A compiler is a program that can read a program in one language (soure code) and translate it into an equivalent program in another language(typically machine code).
Source Program ====> COMPILER ====> Machine level program
The following are the phases of compilation:
Source Program
|
V
Scanner (Lexical Analysis)
|
V
Parser (Syntax Analyzer)
| (Abstract Syntax Tree - AST)
V
Checker (Semantic Analyzer)
| (Intermediate representation/verified AST)
V
Code Generator
|
V
Target Machine Code
-
The main focus of this project is on the first phase in which the scanner scans the source program, performs a lexical analysis and generates tokens to be used in further stages.
-
The Scanner begins the analysis of the source program by reading the input text character by character and grouping individual characters into tokens such as
- identifiers
- literal values
- reserved keywords
- operators, etc.
-
It puts the program into a compact and uniform format (a stream of tokens)
-
It eliminates redundant information such as comments.
-
The output token is of the form <token-name, attribute-value>
-
In this project, we use the source code from the file sample.n which is our custom programming language. It has the following features:
- IDENTIFIER: token shall begin with a letter and be followed by upto 30 letters and numbers and are case sensitive.

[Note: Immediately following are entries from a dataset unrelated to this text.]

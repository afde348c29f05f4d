use geo::{GeodesicDistance, Point};
use itertools::Itertools;
use model::TrackPoint;
use serde::{Deserialize, Serialize};
use utility::geo::haversine_distance;

/// Formula used for the distance between consecutive position reports.
///
/// `Geodesic` is the WGS-84 ellipsoidal distance (Karney's algorithm), the
/// default. `Haversine` assumes a sphere of radius 6371 km and differs from it
/// by up to ~0.5%.
#[derive(Debug, Clone, Copy, Default, PartialEq, Eq, Serialize, Deserialize)]
#[serde(rename_all = "lowercase")]
pub enum DistanceMethod {
    #[default]
    Geodesic,
    Haversine,
}

impl DistanceMethod {
    /// Distance in meters.
    pub fn distance(self, a: &TrackPoint, b: &TrackPoint) -> f64 {
        match self {
            DistanceMethod::Geodesic => Point::new(a.longitude, a.latitude)
                .geodesic_distance(&Point::new(b.longitude, b.latitude)),
            DistanceMethod::Haversine => {
                haversine_distance(a.latitude, a.longitude, b.latitude, b.longitude)
            }
        }
    }

    /// Running sum of the distances between consecutive points, one value per
    /// point, starting with `0.0`.
    pub fn cumulative(self, points: &[TrackPoint]) -> Vec<f64> {
        let mut cumulative = Vec::with_capacity(points.len());
        if points.is_empty() {
            return cumulative;
        }
        cumulative.push(0.0);
        let mut total = 0.0;
        for (a, b) in points.iter().tuple_windows() {
            total += self.distance(a, b);
            cumulative.push(total);
        }
        cumulative
    }

    pub fn total_length(self, points: &[TrackPoint]) -> f64 {
        points
            .iter()
            .tuple_windows()
            .map(|(a, b)| self.distance(a, b))
            .sum()
    }
}
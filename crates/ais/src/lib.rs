//! Reading and writing AIS position reports (CSV exports of the Danish
//! Maritime Authority, one row per report) and the side tools working on
//! them.

use std::{error, fmt, io};

use serde::Serialize;

pub mod classify;
pub mod data_model;
pub mod geojson;
pub mod select;
pub mod table;

pub use table::{
    csv_files, file_stem, read_table, read_table_file, read_trajectory, read_trajectory_from,
    write_table, write_trajectory, CsvTable,
};

#[derive(Debug)]
pub enum AisError {
    Io(io::Error),
    Csv(csv::Error),
    Json(serde_json::Error),
    MissingRequiredColumn(String),
    MalformedCoordinate { row: usize },
    InsufficientValidRows(usize),
}

impl error::Error for AisError {}

impl fmt::Display for AisError {
    fn fmt(&self, f: &mut fmt::Formatter) -> fmt::Result {
        match self {
            AisError::Io(e) => write!(f, "I/O error: {}", e),
            AisError::Csv(e) => write!(f, "CSV error: {}", e),
            AisError::Json(e) => write!(f, "JSON error: {}", e),
            AisError::MissingRequiredColumn(column) => {
                write!(f, "missing required column '{}'", column)
            }
            AisError::MalformedCoordinate { row } => {
                write!(f, "malformed coordinate in data row {}", row)
            }
            AisError::InsufficientValidRows(rows) => {
                write!(f, "only {} rows with valid coordinates, need 2", rows)
            }
        }
    }
}

impl From<io::Error> for AisError {
    fn from(e: io::Error) -> Self {
        AisError::Io(e)
    }
}

impl From<csv::Error> for AisError {
    fn from(e: csv::Error) -> Self {
        AisError::Csv(e)
    }
}

impl From<serde_json::Error> for AisError {
    fn from(e: serde_json::Error) -> Self {
        AisError::Json(e)
    }
}

impl From<tempfile::PersistError> for AisError {
    fn from(e: tempfile::PersistError) -> Self {
        AisError::Io(e.error)
    }
}

/// Outcome counts of a directory run.
#[derive(Debug, Clone, Copy, Default, PartialEq, Eq, Serialize)]
pub struct Summary {
    pub processed: usize,
    pub skipped: usize,
    pub failed: usize,
}

impl Summary {
    pub fn log(&self, what: &str) {
        log::info!(
            "{}: {} processed, {} skipped, {} failed",
            what,
            self.processed,
            self.skipped,
            self.failed
        );
    }
}
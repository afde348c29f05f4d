//! Column names of the AIS CSV exports.
//!
//! Only latitude and longitude are needed to cut gaps, all other columns are
//! carried through untouched.

/// Latitude in decimal degrees, WGS-84.
pub const LATITUDE: &str = "Latitude";

/// Longitude in decimal degrees, WGS-84.
pub const LONGITUDE: &str = "Longitude";

/// Maritime Mobile Service Identity, the 9 digit vessel identifier.
pub const MMSI: &str = "MMSI";

/// Vessel category such as `Cargo`, `Tanker` or `Fishing`.
pub const SHIP_TYPE: &str = "Ship type";

/// Time of the report, `dd/mm/YYYY HH:MM:SS`.
pub const TIMESTAMP: &str = "# Timestamp";

/// Draught in meters.
pub const DRAUGHT: &str = "Draught";

/// Course over ground in degrees.
pub const COG: &str = "COG";

pub const NAVIGATIONAL_STATUS: &str = "Navigational status";
//! Splits AIS exports into one file per vessel, grouped by ship type.

use std::path::{Path, PathBuf};

use indexmap::IndexMap;
use utility::text::path_component;

use crate::{csv_files, data_model, file_stem, read_table_file, write_table, AisError, Summary};

struct Vessel<'a> {
    category: &'a str,
    rows: Vec<&'a Vec<String>>,
}

/// Output location of one vessel's rows.
pub fn vessel_path(output_root: &Path, stem: &str, category: &str, mmsi: &str) -> PathBuf {
    output_root
        .join(path_component(stem))
        .join(path_component(category))
        .join(format!("{}_MMSI_{}.csv", path_component(stem), path_component(mmsi)))
}

/// Writes the rows of every vessel in `input` to its own file below
/// `output_root` and returns the written paths in first-appearance order.
pub fn classify_file(input: &Path, output_root: &Path) -> Result<Vec<PathBuf>, AisError> {
    let table = read_table_file(input)?;
    let mmsi = table.require_column(data_model::MMSI)?;
    let ship_type = table.require_column(data_model::SHIP_TYPE)?;
    let stem = file_stem(input);

    let mut vessels: IndexMap<&str, Vessel> = IndexMap::new();
    for row in &table.rows {
        let id = row.get(mmsi).map(String::as_str).unwrap_or_default();
        let category = row.get(ship_type).map(String::as_str).unwrap_or_default();
        vessels
            .entry(id)
            .or_insert_with(|| Vessel {
                category,
                rows: Vec::new(),
            })
            .rows
            .push(row);
    }

    let mut written = Vec::with_capacity(vessels.len());
    for (id, vessel) in &vessels {
        let path = vessel_path(output_root, &stem, vessel.category, id);
        write_table(&path, &table.headers, vessel.rows.iter().copied())?;
        written.push(path);
    }
    log::debug!(
        "{}: {} vessels written below {}",
        input.display(),
        written.len(),
        output_root.display()
    );
    Ok(written)
}

pub fn classify_directory(input_dir: &Path, output_root: &Path) -> Result<Summary, AisError> {
    let mut summary = Summary::default();
    for file in csv_files(input_dir)? {
        match classify_file(&file, output_root) {
            Ok(_) => summary.processed += 1,
            Err(AisError::MissingRequiredColumn(column)) => {
                log::warn!("{}: skipped, no '{}' column", file.display(), column);
                summary.skipped += 1;
            }
            Err(e) => {
                log::error!("{}: {}", file.display(), e);
                summary.failed += 1;
            }
        }
    }
    Ok(summary)
}
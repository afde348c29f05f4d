use std::fmt;

use model::Range;

/// Why a candidate gap was dropped. A rejected gap leaves the trajectory
/// untouched at that place, it is never moved or shrunk.
#[derive(Debug, Clone, Copy, PartialEq, Eq)]
pub enum RejectReason {
    /// The candidate is empty or inverted.
    Empty,
    /// The candidate touches or overlaps an already accepted range.
    Overlap,
    /// Accepting the candidate would leave no point at all.
    RemovesEverything,
    /// The length threshold was halved below its floor without fitting.
    ThresholdUnderflow,
}

impl fmt::Display for RejectReason {
    fn fmt(&self, f: &mut fmt::Formatter) -> fmt::Result {
        match self {
            RejectReason::Empty => write!(f, "empty range"),
            RejectReason::Overlap => write!(f, "overlaps an accepted gap"),
            RejectReason::RemovesEverything => write!(f, "would remove every point"),
            RejectReason::ThresholdUnderflow => {
                write!(f, "gap threshold does not fit the trajectory")
            }
        }
    }
}

/// Exclusion ranges accepted during one policy application.
///
/// `positions` holds the coordinate of every point in the same space as the
/// ranges: the point index for index ranges, the cumulative distance for
/// distance ranges. A point is excluded when its position lies inside any
/// accepted range.
#[derive(Debug, Clone)]
pub struct AcceptedRanges<T> {
    positions: Vec<T>,
    ranges: Vec<Range<T>>,
    rejected: Vec<RejectReason>,
}

impl AcceptedRanges<usize> {
    /// Bookkeeping over the indices of `len` points.
    pub fn over_indices(len: usize) -> Self {
        Self::over((0..len).collect())
    }
}

impl<T: Copy + PartialOrd + fmt::Display> AcceptedRanges<T> {
    pub fn over(positions: Vec<T>) -> Self {
        Self {
            positions,
            ranges: Vec::new(),
            rejected: Vec::new(),
        }
    }

    pub fn overlaps(&self, candidate: &Range<T>) -> bool {
        self.ranges
            .iter()
            .any(|existing| candidate.touches_or_overlaps(existing))
    }

    pub fn is_excluded(&self, position: T) -> bool {
        self.ranges.iter().any(|range| range.contains(position))
    }

    /// Accepts `candidate` unless it is empty, overlaps an accepted range or
    /// would exclude every remaining point. Rejections are recorded.
    pub fn try_accept(&mut self, candidate: Range<T>) -> Result<(), RejectReason> {
        self.admit(candidate, true)
    }

    /// Like [`try_accept`](Self::try_accept) for a candidate that is confined
    /// to its own segment and so cannot collide with another segment's gap,
    /// even where the two share a bound.
    pub fn try_accept_confined(&mut self, candidate: Range<T>) -> Result<(), RejectReason> {
        self.admit(candidate, false)
    }

    fn admit(&mut self, candidate: Range<T>, check_overlap: bool) -> Result<(), RejectReason> {
        let verdict = if candidate.is_empty() {
            Err(RejectReason::Empty)
        } else if check_overlap && self.overlaps(&candidate) {
            Err(RejectReason::Overlap)
        } else if self
            .positions
            .iter()
            .all(|position| self.is_excluded(*position) || candidate.contains(*position))
        {
            Err(RejectReason::RemovesEverything)
        } else {
            Ok(())
        };
        match verdict {
            Ok(()) => self.ranges.push(candidate),
            Err(reason) => {
                log::debug!("gap {} rejected: {}", candidate, reason);
                self.rejected.push(reason);
            }
        }
        verdict
    }

    pub fn accept(&mut self, candidate: Range<T>) -> bool {
        self.try_accept(candidate).is_ok()
    }

    /// Records a gap that was dropped before a candidate range existed.
    pub fn reject(&mut self, reason: RejectReason) {
        log::debug!("gap rejected: {}", reason);
        self.rejected.push(reason);
    }

    pub fn ranges(&self) -> &[Range<T>] {
        &self.ranges
    }

    pub fn rejected(&self) -> &[RejectReason] {
        &self.rejected
    }

    pub fn len(&self) -> usize {
        self.ranges.len()
    }

    pub fn is_empty(&self) -> bool {
        self.ranges.is_empty()
    }

    /// Number of points inside `range`.
    pub fn points_in(&self, range: &Range<T>) -> usize {
        self.positions
            .iter()
            .filter(|position| range.contains(**position))
            .count()
    }

    /// Keeps the items whose position is not excluded, in their original order.
    /// `items` must be parallel to the positions.
    pub fn apply<P>(&self, items: Vec<P>) -> Vec<P> {
        debug_assert_eq!(items.len(), self.positions.len());
        items
            .into_iter()
            .zip(self.positions.iter())
            .filter(|(_, position)| !self.is_excluded(**position))
            .map(|(item, _)| item)
            .collect()
    }
}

- INTLITERAL: integer numbers. eg. 0, 2, 109
- FLOATLITERAL: floating point number available in two different format: xxx.xxx or .xxx
- STRINGLITERAL (Max 80 characters including '\0')
- COMMENTS: starts with '--' and lasts till the end of line.
- keywords:
- PROGRAM, BEGIN, END, FUNCTION, READ, WRITE, IF, ELSIF, ENDIF, DO, WHILE, CONTINUE, BREAK, RETURN, INT, VOID, STRING, FLOAT, TRUE, FALSE
- Operators:
- :=, +, -, *, /, =, !=, <, >, (, ), ;, ,, <=, >=
The program generates the tokens for the sample.n source code and outputs it in the terminal as well as writes it to the output.txt file.